▶ **Saved data entries**
┌──
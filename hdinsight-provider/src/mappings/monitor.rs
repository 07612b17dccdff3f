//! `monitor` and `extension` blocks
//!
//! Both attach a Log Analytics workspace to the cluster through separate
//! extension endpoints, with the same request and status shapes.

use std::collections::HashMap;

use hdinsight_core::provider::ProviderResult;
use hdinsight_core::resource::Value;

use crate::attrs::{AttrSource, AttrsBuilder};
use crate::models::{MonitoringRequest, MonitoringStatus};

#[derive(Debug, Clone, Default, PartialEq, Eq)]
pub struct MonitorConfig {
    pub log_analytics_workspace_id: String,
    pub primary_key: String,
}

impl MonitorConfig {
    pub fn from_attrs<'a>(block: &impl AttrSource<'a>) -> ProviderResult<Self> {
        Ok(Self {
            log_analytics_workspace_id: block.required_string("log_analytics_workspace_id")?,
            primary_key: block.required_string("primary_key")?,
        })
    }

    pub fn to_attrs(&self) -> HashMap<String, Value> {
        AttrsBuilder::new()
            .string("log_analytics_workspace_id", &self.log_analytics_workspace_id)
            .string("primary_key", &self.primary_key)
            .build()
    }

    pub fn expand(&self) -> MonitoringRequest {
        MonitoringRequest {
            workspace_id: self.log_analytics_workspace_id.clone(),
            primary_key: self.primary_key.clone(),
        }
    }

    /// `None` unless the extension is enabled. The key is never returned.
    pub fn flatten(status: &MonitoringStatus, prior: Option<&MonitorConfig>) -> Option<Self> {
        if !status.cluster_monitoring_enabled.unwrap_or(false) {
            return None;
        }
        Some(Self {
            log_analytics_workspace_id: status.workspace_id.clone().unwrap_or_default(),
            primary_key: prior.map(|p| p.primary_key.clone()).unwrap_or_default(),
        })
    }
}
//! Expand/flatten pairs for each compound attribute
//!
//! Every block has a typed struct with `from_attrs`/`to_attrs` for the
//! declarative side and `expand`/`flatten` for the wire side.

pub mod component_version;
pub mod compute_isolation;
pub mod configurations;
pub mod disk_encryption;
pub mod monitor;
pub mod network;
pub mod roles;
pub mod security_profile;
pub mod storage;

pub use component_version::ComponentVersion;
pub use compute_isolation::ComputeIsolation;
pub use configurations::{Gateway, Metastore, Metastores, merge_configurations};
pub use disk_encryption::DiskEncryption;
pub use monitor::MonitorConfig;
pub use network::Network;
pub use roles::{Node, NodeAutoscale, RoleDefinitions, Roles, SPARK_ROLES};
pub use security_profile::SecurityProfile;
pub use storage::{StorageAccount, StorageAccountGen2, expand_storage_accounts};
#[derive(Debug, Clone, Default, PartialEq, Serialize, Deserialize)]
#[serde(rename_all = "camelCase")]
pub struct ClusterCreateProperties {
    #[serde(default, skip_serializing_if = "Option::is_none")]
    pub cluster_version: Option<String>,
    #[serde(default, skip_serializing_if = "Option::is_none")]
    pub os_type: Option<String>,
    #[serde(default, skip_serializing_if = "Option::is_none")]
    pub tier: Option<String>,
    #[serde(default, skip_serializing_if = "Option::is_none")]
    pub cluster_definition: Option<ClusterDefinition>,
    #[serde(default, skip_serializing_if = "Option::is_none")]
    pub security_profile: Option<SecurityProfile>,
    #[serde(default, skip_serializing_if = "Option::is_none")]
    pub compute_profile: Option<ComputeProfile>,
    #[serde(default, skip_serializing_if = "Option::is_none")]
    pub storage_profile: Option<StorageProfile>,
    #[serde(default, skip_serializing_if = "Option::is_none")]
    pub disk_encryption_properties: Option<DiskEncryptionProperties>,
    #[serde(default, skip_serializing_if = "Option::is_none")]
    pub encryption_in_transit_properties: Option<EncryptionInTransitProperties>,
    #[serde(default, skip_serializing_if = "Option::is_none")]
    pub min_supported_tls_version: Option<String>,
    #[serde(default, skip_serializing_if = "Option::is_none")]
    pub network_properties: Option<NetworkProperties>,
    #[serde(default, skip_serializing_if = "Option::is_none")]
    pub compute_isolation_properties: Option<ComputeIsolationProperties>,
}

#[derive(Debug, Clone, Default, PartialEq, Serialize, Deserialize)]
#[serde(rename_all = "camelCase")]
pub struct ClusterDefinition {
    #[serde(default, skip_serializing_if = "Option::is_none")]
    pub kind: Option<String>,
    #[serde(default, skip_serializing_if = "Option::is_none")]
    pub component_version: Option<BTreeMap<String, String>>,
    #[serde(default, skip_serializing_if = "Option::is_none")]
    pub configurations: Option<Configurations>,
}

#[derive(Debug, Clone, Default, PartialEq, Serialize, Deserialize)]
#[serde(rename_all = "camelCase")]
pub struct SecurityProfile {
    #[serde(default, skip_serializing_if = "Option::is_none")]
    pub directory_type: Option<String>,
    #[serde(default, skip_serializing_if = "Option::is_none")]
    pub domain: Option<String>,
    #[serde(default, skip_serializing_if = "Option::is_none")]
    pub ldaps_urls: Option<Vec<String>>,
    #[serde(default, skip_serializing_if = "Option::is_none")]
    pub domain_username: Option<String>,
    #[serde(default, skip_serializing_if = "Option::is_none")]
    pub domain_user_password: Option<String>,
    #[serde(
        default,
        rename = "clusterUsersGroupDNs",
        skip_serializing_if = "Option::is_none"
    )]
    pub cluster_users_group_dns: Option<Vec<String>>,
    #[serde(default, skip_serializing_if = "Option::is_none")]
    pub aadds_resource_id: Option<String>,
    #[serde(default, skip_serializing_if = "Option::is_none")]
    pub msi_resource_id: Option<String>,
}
└──
▶ **Try it**
Could you give the records above again, exactly and in full?

▶ **The completed task**
filename hdinsight-provider/src/mappings/monitor.rs
repository 07612b17dccdff3f
//! `monitor` and `extension` blocks
//!
//! Both attach a Log Analytics workspace to the cluster through separate
//! extension endpoints, with the same request and status shapes.

use std::collections::HashMap;

use hdinsight_core::provider::ProviderResult;
use hdinsight_core::resource::Value;

use crate::attrs::{AttrSource, AttrsBuilder};
use crate::models::{MonitoringRequest, MonitoringStatus};

#[derive(Debug, Clone, Default, PartialEq, Eq)]
pub struct MonitorConfig {
    pub log_analytics_workspace_id: String,
    pub primary_key: String,
}

impl MonitorConfig {
    pub fn from_attrs<'a>(block: &impl AttrSource<'a>) -> ProviderResult<Self> {
        Ok(Self {
            log_analytics_workspace_id: block.required_string("log_analytics_workspace_id")?,
            primary_key: block.required_string("primary_key")?,
        })
    }

    pub fn to_attrs(&self) -> HashMap<String, Value> {
        AttrsBuilder::new()
            .string("log_analytics_workspace_id", &self.log_analytics_workspace_id)
            .string("primary_key", &self.primary_key)
            .build()
    }

    pub fn expand(&self) -> MonitoringRequest {
        MonitoringRequest {
            workspace_id: self.log_analytics_workspace_id.clone(),
            primary_key: self.primary_key.clone(),
        }
    }

    /// `None` unless the extension is enabled. The key is never returned.
    pub fn flatten(status: &MonitoringStatus, prior: Option<&MonitorConfig>) -> Option<Self> {
        if !status.cluster_monitoring_enabled.unwrap_or(false) {
            return None;
        }
        Some(Self {
            log_analytics_workspace_id: status.workspace_id.clone().unwrap_or_default(),
            primary_key: prior.map(|p| p.primary_key.clone()).unwrap_or_default(),
        })
    }
}
//! Expand/flatten pairs for each compound attribute
//!
//! Every block has a typed struct with `from_attrs`/`to_attrs` for the
//! declarative side and `expand`/`flatten` for the wire side.

pub mod component_version;
pub mod compute_isolation;
pub mod configurations;
pub mod disk_encryption;
pub mod monitor;
pub mod network;
pub mod roles;
pub mod security_profile;
pub mod storage;

pub use component_version::ComponentVersion;
pub use compute_isolation::ComputeIsolation;
pub use configurations::{Gateway, Metastore, Metastores, merge_configurations};
pub use disk_encryption::DiskEncryption;
pub use monitor::MonitorConfig;
pub use network::Network;
pub use roles::{Node, NodeAutoscale, RoleDefinitions, Roles, SPARK_ROLES};
pub use security_profile::SecurityProfile;
pub use storage::{StorageAccount, StorageAccountGen2, expand_storage_accounts};
#[derive(Debug, Clone, Default, PartialEq, Serialize, Deserialize)]
#[serde(rename_all = "camelCase")]
pub struct ClusterCreateProperties {
    #[serde(default, skip_serializing_if = "Option::is_none")]
    pub cluster_version: Option<String>,
    #[serde(default, skip_serializing_if = "Option::is_none")]
    pub os_type: Option<String>,
    #[serde(default, skip_serializing_if = "Option::is_none")]
    pub tier: Option<String>,
    #[serde(default, skip_serializing_if = "Option::is_none")]
    pub cluster_definition: Option<ClusterDefinition>,
    #[serde(default, skip_serializing_if = "Option::is_none")]
    pub security_profile: Option<SecurityProfile>,
    #[serde(default, skip_serializing_if = "Option::is_none")]
    pub compute_profile: Option<ComputeProfile>,
    #[serde(default, skip_serializing_if = "Option::is_none")]
    pub storage_profile: Option<StorageProfile>,
    #[serde(default, skip_serializing_if = "Option::is_none")]
    pub disk_encryption_properties: Option<DiskEncryptionProperties>,
    #[serde(default, skip_serializing_if = "Option::is_none")]
    pub encryption_in_transit_properties: Option<EncryptionInTransitProperties>,
    #[serde(default, skip_serializing_if = "Option::is_none")]
    pub min_supported_tls_version: Option<String>,
    #[serde(default, skip_serializing_if = "Option::is_none")]
    pub network_properties: Option<NetworkProperties>,
    #[serde(default, skip_serializing_if = "Option::is_none")]
    pub compute_isolation_properties: Option<ComputeIsolationProperties>,
}

#[derive(Debug, Clone, Default, PartialEq, Serialize, Deserialize)]
#[serde(rename_all = "camelCase")]
pub struct ClusterDefinition {
    #[serde(default, skip_serializing_if = "Option::is_none")]
    pub kind: Option<String>,
    #[serde(default, skip_serializing_if = "Option::is_none")]
    pub component_version: Option<BTreeMap<String, String>>,
    #[serde(default, skip_serializing_if = "Option::is_none")]
    pub configurations: Option<Configurations>,
}

#[derive(Debug, Clone, Default, PartialEq, Serialize, Deserialize)]
#[serde(rename_all = "camelCase")]
pub struct SecurityProfile {
    #[serde(default, skip_serializing_if = "Option::is_none")]
    pub directory_type: Option<String>,
    #[serde(default, skip_serializing_if = "Option::is_none")]
    pub domain: Option<String>,
    #[serde(default, skip_serializing_if = "Option::is_none")]
    pub ldaps_urls: Option<Vec<String>>,
    #[serde(default, skip_serializing_if = "Option::is_none")]
    pub domain_username: Option<String>,
    #[serde(default, skip_serializing_if = "Option::is_none")]
    pub domain_user_password: Option<String>,
    #[serde(
        default,
        rename = "clusterUsersGroupDNs",
        skip_serializing_if = "Option::is_none"
    )]
    pub cluster_users_group_dns: Option<Vec<String>>,
    #[serde(default, skip_serializing_if = "Option::is_none")]
    pub aadds_resource_id: Option<String>,
    #[serde(default, skip_serializing_if = "Option::is_none")]
    pub msi_resource_id: Option<String>,
}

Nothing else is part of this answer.